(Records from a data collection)

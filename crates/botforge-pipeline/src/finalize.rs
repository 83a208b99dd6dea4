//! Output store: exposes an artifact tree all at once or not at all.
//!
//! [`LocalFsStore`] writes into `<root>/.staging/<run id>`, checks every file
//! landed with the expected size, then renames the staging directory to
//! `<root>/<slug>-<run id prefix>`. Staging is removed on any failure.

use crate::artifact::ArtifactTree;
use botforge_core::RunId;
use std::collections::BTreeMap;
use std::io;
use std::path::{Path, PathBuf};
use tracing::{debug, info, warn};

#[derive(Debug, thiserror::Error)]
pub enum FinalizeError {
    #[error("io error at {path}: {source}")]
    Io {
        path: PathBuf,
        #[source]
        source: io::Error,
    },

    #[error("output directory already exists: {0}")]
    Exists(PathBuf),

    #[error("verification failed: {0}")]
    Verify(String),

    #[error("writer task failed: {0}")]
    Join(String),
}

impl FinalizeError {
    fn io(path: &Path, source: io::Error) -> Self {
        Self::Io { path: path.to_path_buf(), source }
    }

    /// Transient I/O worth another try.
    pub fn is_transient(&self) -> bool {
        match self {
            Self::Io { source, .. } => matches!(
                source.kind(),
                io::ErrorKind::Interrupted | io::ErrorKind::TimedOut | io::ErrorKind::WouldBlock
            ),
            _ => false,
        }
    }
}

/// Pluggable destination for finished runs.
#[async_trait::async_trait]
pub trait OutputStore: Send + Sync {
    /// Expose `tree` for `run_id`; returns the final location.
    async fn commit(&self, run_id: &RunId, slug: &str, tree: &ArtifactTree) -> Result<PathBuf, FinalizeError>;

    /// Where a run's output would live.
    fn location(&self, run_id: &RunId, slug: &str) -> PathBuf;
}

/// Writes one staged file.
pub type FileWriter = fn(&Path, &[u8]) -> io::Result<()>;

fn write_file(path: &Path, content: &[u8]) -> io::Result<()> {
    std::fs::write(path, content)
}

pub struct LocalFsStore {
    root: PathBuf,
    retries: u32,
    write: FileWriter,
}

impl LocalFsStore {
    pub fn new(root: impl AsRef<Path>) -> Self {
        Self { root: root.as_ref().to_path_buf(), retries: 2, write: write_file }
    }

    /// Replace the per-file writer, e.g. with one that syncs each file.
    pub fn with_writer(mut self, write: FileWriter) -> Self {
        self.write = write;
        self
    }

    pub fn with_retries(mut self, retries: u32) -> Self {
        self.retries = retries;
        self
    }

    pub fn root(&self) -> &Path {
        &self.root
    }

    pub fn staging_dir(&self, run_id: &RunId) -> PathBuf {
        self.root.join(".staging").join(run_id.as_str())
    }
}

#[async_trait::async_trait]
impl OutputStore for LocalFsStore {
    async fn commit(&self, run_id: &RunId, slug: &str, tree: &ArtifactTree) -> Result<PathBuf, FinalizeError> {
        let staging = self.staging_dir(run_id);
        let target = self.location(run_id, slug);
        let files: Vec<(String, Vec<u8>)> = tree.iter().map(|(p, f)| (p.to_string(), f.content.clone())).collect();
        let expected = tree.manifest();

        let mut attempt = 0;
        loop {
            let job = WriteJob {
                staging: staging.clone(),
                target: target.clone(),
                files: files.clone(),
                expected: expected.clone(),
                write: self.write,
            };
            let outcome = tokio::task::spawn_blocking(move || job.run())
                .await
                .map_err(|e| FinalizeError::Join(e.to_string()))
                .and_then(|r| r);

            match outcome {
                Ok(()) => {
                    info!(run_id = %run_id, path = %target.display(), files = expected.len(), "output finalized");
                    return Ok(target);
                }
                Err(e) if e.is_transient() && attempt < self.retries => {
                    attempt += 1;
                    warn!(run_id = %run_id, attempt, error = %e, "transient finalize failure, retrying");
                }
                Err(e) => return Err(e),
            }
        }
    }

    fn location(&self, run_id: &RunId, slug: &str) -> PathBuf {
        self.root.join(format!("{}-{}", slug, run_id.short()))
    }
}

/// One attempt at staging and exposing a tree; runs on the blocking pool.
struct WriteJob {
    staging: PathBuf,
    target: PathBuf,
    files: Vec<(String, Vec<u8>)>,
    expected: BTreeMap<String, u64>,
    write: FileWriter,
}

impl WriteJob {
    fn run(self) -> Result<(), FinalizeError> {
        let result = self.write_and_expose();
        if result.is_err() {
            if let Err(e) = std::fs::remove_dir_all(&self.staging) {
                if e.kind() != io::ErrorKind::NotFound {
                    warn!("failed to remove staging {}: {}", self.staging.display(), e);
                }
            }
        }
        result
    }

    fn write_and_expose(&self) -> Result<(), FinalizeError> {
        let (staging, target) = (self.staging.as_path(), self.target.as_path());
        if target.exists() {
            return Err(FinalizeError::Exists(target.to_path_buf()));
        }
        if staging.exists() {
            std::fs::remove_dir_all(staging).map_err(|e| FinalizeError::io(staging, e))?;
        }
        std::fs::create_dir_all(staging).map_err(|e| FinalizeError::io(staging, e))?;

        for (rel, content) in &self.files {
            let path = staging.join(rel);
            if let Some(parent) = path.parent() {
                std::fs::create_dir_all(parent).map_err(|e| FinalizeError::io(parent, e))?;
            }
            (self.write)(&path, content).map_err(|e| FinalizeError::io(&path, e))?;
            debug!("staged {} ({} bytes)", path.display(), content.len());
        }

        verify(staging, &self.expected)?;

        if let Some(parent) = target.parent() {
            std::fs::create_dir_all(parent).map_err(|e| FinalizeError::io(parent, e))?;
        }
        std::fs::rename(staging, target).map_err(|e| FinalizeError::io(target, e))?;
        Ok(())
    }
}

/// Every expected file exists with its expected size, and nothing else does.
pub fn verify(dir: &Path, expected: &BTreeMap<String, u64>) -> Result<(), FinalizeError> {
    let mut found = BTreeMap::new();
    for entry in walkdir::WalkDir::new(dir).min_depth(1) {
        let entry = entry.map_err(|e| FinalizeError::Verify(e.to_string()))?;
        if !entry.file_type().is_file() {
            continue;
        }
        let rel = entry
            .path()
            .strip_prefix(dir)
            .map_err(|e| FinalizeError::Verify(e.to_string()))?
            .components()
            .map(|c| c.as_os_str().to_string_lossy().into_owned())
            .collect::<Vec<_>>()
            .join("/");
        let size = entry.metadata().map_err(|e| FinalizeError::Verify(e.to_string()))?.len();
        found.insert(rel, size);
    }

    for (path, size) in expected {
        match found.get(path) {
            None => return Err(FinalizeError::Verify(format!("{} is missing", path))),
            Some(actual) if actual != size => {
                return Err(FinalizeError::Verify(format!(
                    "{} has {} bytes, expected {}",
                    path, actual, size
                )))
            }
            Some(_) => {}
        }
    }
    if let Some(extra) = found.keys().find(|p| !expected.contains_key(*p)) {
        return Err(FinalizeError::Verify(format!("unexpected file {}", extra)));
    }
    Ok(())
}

...

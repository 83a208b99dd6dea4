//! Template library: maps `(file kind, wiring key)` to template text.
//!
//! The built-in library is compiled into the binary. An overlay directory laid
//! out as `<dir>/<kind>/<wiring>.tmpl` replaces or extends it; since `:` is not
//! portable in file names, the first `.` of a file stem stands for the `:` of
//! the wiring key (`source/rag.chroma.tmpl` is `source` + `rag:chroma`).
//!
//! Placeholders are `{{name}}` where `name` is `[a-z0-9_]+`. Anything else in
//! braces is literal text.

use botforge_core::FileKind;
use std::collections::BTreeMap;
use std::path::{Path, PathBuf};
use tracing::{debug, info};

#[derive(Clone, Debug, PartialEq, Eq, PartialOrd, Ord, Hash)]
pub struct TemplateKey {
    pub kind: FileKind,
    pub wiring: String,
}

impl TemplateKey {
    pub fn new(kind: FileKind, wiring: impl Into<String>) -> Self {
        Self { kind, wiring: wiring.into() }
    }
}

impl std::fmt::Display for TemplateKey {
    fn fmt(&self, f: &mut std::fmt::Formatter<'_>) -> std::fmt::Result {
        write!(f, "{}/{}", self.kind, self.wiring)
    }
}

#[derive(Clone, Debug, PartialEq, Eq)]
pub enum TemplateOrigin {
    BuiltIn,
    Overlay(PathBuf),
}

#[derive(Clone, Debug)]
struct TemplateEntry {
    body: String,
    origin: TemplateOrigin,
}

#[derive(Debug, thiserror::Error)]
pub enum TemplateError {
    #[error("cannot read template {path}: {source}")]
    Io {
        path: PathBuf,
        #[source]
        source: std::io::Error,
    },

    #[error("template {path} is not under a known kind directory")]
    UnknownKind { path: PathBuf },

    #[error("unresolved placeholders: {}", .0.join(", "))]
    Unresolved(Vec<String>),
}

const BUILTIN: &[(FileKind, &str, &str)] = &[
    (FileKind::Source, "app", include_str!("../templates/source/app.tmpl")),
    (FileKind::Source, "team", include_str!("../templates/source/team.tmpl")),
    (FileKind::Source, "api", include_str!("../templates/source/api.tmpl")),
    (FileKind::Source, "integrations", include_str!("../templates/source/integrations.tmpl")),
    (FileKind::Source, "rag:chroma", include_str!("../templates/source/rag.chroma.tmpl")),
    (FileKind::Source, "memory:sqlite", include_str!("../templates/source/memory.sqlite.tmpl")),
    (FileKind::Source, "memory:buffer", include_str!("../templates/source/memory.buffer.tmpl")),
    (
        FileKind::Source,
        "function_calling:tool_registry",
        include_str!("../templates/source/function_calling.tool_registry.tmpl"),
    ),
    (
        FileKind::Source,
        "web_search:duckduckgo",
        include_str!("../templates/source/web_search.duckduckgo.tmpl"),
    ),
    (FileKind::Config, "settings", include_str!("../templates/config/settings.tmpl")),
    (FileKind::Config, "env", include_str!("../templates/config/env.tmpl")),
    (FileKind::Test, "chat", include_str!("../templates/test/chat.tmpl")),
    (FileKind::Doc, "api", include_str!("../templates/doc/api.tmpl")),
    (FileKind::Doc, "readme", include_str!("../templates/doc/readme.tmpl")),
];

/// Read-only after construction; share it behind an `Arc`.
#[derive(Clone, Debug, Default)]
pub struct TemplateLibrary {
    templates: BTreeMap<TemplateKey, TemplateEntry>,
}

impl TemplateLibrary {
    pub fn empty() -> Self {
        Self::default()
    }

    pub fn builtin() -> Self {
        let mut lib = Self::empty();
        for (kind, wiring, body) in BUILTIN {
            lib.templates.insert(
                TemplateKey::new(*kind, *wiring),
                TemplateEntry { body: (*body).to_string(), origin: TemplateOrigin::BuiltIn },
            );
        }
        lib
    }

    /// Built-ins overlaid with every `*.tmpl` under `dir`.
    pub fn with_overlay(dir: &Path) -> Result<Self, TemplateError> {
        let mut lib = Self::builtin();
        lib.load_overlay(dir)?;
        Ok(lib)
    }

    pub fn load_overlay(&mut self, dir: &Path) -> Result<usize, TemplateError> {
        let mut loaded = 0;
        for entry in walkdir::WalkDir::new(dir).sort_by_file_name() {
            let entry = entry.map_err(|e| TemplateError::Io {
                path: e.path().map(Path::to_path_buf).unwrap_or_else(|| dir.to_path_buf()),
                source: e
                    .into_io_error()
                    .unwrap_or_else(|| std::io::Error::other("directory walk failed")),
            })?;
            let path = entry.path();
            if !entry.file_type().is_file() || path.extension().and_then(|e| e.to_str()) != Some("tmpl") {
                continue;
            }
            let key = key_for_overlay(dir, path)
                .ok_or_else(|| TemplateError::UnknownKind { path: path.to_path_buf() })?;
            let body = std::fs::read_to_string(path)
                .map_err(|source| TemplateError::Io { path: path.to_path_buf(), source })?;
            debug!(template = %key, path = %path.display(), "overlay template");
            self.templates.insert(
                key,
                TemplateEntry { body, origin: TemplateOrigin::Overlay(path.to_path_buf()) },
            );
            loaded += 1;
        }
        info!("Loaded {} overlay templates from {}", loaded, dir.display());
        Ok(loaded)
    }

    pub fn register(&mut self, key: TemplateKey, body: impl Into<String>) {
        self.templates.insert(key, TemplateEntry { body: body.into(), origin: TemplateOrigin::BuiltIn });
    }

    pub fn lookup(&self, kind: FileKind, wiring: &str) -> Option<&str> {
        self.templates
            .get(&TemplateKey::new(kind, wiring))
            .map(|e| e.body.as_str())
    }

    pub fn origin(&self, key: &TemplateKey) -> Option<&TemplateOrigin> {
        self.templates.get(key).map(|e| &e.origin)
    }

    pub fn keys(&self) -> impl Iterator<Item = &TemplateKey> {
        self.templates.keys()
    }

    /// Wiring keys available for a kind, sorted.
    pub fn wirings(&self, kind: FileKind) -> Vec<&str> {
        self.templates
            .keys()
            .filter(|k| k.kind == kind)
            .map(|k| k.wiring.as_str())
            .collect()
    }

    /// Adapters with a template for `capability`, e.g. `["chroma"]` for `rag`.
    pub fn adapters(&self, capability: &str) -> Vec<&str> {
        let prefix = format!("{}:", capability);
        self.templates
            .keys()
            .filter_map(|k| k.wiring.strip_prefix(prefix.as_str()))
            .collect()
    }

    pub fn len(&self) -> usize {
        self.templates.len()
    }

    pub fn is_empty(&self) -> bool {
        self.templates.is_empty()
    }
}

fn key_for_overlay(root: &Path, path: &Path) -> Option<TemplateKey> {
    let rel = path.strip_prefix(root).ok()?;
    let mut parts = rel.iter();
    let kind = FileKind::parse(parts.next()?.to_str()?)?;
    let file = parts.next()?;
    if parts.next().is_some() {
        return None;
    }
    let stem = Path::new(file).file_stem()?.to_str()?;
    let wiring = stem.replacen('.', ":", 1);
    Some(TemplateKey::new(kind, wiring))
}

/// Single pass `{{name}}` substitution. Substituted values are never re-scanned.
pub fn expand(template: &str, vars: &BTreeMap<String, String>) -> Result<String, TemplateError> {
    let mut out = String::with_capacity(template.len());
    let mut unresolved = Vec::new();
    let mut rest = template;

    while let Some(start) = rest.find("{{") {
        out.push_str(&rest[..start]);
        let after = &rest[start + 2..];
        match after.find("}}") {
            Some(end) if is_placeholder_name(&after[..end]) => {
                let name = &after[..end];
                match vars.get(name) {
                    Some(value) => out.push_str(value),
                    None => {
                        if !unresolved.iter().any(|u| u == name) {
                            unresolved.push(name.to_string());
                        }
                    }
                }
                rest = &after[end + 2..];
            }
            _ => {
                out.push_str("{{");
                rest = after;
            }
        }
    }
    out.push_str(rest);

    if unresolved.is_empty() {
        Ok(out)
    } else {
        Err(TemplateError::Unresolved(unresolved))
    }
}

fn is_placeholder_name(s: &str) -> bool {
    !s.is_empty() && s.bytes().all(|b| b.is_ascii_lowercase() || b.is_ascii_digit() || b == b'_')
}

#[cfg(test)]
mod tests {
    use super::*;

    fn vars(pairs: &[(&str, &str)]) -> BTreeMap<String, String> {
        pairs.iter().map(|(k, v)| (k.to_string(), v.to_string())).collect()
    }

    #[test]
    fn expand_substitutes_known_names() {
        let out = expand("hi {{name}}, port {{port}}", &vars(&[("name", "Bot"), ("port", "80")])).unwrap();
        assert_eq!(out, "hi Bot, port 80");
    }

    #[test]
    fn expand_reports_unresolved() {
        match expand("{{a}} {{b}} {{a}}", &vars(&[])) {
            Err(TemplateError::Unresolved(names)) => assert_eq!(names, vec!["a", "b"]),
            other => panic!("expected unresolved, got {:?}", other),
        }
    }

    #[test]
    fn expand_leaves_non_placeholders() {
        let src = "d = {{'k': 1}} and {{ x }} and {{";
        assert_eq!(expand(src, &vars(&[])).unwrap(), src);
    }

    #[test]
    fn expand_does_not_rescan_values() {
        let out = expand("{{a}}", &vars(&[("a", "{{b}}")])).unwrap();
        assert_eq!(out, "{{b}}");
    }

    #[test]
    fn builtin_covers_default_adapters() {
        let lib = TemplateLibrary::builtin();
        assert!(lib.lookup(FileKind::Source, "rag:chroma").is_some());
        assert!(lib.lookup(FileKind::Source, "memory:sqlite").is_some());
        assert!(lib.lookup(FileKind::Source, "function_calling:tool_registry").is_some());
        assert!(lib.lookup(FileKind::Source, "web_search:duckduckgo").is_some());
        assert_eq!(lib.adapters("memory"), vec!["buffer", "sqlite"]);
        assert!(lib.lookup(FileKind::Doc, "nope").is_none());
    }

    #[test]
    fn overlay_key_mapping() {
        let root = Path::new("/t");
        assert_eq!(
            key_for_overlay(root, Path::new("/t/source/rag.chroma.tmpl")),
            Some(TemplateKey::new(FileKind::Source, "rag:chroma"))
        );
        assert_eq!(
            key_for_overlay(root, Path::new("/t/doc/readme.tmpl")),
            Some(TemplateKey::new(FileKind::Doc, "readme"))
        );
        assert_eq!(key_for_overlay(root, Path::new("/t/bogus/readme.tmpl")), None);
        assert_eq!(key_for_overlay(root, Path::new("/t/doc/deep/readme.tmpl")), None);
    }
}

REQUIRED ACTION = Where does the word "duckduckgo" appear in the records? Copy every line that holds it.

ANSWER TO THE PROBLEM =
        "web_search:duckduckgo",
        include_str!("../templates/source/web_search.duckduckgo.tmpl"),
        assert!(lib.lookup(FileKind::Source, "web_search:duckduckgo").is_some());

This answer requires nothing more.